Three NY ex-traders convicted on insider trading charges
Three former securities traders were convicted on Monday on all counts of fraud and conspiracy to commit insider trading on pending mergers, in another victory for prosecutors in their probe of suspicious trading on Wall Street.
Brothers Zvi Goffer and Emanuel Goffer and a third trader, Michael Kimelman, their former partner at trading firm Incremental Capital LLC, chose to go to trial when dozens of other insider trading defendants in the broad probe have pleaded guilty.
The case is part of a wide-ranging insider trading investigation focused on hedge funds and traders, a probe marked by the use of FBI wiretaps. The central defendant in the government's probe is Galleon Group hedge fund founder Raj Rajaratnam, who was convicted last month of insider-related charges, also in Manhattan federal court.
A jury convicted Zvi Goffer, 34, a former Galleon Group trader, of two counts of conspiracy and 12 counts of securities fraud for activities between 2007 and 2009.
Prosecutors said he was a ringleader who paid cash bribes to two Ropes & Gray lawyers to learn what corporate deals the law firm was working on. The lawyers, Arthur Cutillo and Brien Santarlas, have pleaded guilty to criminal charges.
Emanuel Goffer, 32, was convicted on one conspiracy charge and two securities fraud counts. Kimelman, 40, was found guilty of conspiracy and two counts of securities fraud. Kimelman had rejected a plea deal soon before the trial began on May 16.
The jury found that the men traded on advance knowledge about pending mergers involving computer network equipment maker 3Com Corp and Canadian drug company Axcan Pharma Inc.
The jury deliberated for five days. The forewoman stood in court Monday morning and pronounced the verdict.

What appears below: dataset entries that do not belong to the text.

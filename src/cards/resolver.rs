//! Card lookup and printing selection.
//!
//! The API's name search is fuzzy, so a lookup can return unrelated cards and
//! many printings of each. Printings are ranked newest first:
//!
//! 1. printings without an image, with a special rarity, or of type
//!    Vanguard are rejected
//! 2. a case-insensitive exact name match wins immediately
//! 3. a name starting with the query followed by `,` or ` ` is preferred
//!    over a printing that does not
//! 4. otherwise the first qualifying printing is kept

use std::fmt;
use std::sync::Arc;

use fancy_regex::Regex;
use tracing::{debug, warn};

use crate::cards::api::{CardApi, CardRecord};
use crate::cards::query::{CardEndpoints, CardQuery};
use crate::cards::rarity::is_allowed_rarity;

/// Reply when the API returns no printings.
pub const CARD_NOT_FOUND: &str = "Card not found :(";

/// Reply when the API request or decoding fails.
pub const CARD_FETCH_ERROR: &str = "Error fetching card from API. See bot logs.";

/// Type line of cards that are never shown.
const VANGUARD_TYPE: &str = "Vanguard";

/// How a single printing ranks against the query.
#[derive(Debug, Clone, Copy, PartialEq, Eq)]
pub enum Rank {
    Rejected,
    Exact,
    Prefix,
    Other,
}

/// Ranks printings for one card name.
#[derive(Debug)]
pub struct PrintingRanker {
    name: String,
    prefix_pattern: Option<Regex>,
}

impl PrintingRanker {
    pub fn new(name: &str) -> Self {
        let pattern = format!("(?i)^{}(,| )", fancy_regex::escape(name));
        let prefix_pattern = match Regex::new(&pattern) {
            Ok(regex) => Some(regex),
            Err(e) => {
                warn!("Could not build prefix pattern for '{}': {}", name, e);
                None
            }
        };

        Self {
            name: name.to_string(),
            prefix_pattern,
        }
    }

    /// Returns true if the printing may be shown at all.
    pub fn qualifies(card: &CardRecord) -> bool {
        !card.image_url().is_empty()
            && is_allowed_rarity(&card.rarity)
            && card.card_type.as_deref() != Some(VANGUARD_TYPE)
    }

    /// Returns true if `name` is the query followed by a comma or space.
    pub fn is_prefix_match(&self, name: &str) -> bool {
        self.prefix_pattern
            .as_ref()
            .map(|regex| regex.is_match(name).unwrap_or(false))
            .unwrap_or(false)
    }

    pub fn rank(&self, card: &CardRecord) -> Rank {
        if !Self::qualifies(card) {
            Rank::Rejected
        } else if card.name.to_lowercase() == self.name.to_lowercase() {
            Rank::Exact
        } else if self.is_prefix_match(&card.name) {
            Rank::Prefix
        } else {
            Rank::Other
        }
    }

    /// Pick the printing to show from API-ordered (oldest first) printings.
    pub fn select<'a>(&self, printings: &'a [CardRecord]) -> Option<&'a CardRecord> {
        let mut best: Option<(&CardRecord, Rank)> = None;

        for card in printings.iter().rev() {
            match self.rank(card) {
                Rank::Rejected => continue,
                Rank::Exact => return Some(card),
                Rank::Prefix => {
                    if !matches!(best, Some((_, Rank::Prefix))) {
                        best = Some((card, Rank::Prefix));
                    }
                }
                rank @ Rank::Other => {
                    if best.is_none() {
                        best = Some((card, rank));
                    }
                }
            }
        }

        best.map(|(card, _)| card)
    }
}

/// Result of resolving one card reference.
#[derive(Debug, Clone, PartialEq, Eq)]
pub enum CardOutcome {
    /// Image URL of the selected printing.
    Image(String),
    /// Printings were found but none could be shown.
    NoQualifyingPrinting,
    NotFound,
    FetchFailed,
}

impl CardOutcome {
    /// Chat text for this outcome. Empty if nothing should be posted.
    pub fn as_reply(&self) -> &str {
        match self {
            CardOutcome::Image(url) => url,
            CardOutcome::NoQualifyingPrinting => "",
            CardOutcome::NotFound => CARD_NOT_FOUND,
            CardOutcome::FetchFailed => CARD_FETCH_ERROR,
        }
    }
}

impl fmt::Display for CardOutcome {
    fn fmt(&self, f: &mut fmt::Formatter<'_>) -> fmt::Result {
        f.write_str(self.as_reply())
    }
}

/// Resolves `[[...]]` references to card image URLs.
pub struct CardResolver {
    api: Arc<dyn CardApi>,
    endpoints: CardEndpoints,
}

impl CardResolver {
    pub fn new(api: Arc<dyn CardApi>, endpoints: CardEndpoints) -> Self {
        Self { api, endpoints }
    }

    /// Resolve a raw query such as `Counterspell|7ED`.
    ///
    /// Never fails: API errors become a diagnostic outcome.
    pub async fn resolve(&self, raw: &str) -> CardOutcome {
        let query = CardQuery::parse(raw);
        let url = self.endpoints.url_for(&query);

        let printings = match self.api.fetch_cards(&url).await {
            Ok(printings) => printings,
            Err(e) => {
                warn!("Card lookup for '{}' failed: {}", raw, e);
                return CardOutcome::FetchFailed;
            }
        };

        if printings.is_empty() {
            debug!("No printings found for '{}'", raw);
            return CardOutcome::NotFound;
        }

        match PrintingRanker::new(&query.name).select(&printings) {
            Some(card) => {
                debug!(
                    "Selected '{}' from {} ({}), multiverse id {:?}",
                    card.name, card.set_name, card.set, card.multiverse_id
                );
                CardOutcome::Image(card.image_url().to_string())
            }
            None => {
                debug!("All {} printings of '{}' were filtered out", printings.len(), raw);
                CardOutcome::NoQualifyingPrinting
            }
        }
    }
}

The convictions carry a maximum possible prison sentence of 25 years for each man.
On May 11, another jury in the same courthouse convicted Rajaratnam, 53. He is scheduled to be sentenced on July 29.
Zvi Goffer worked at Galleon for about seven months in 2008.
In both trials, prosecutors relied heavily on dozens of secretly-recorded phone conversations of the defendants and the testimony of some of their former associates.
The case is USA v Zvi Goffer et al, U.S. District Court for the Southern District of New York, No. 10-00056.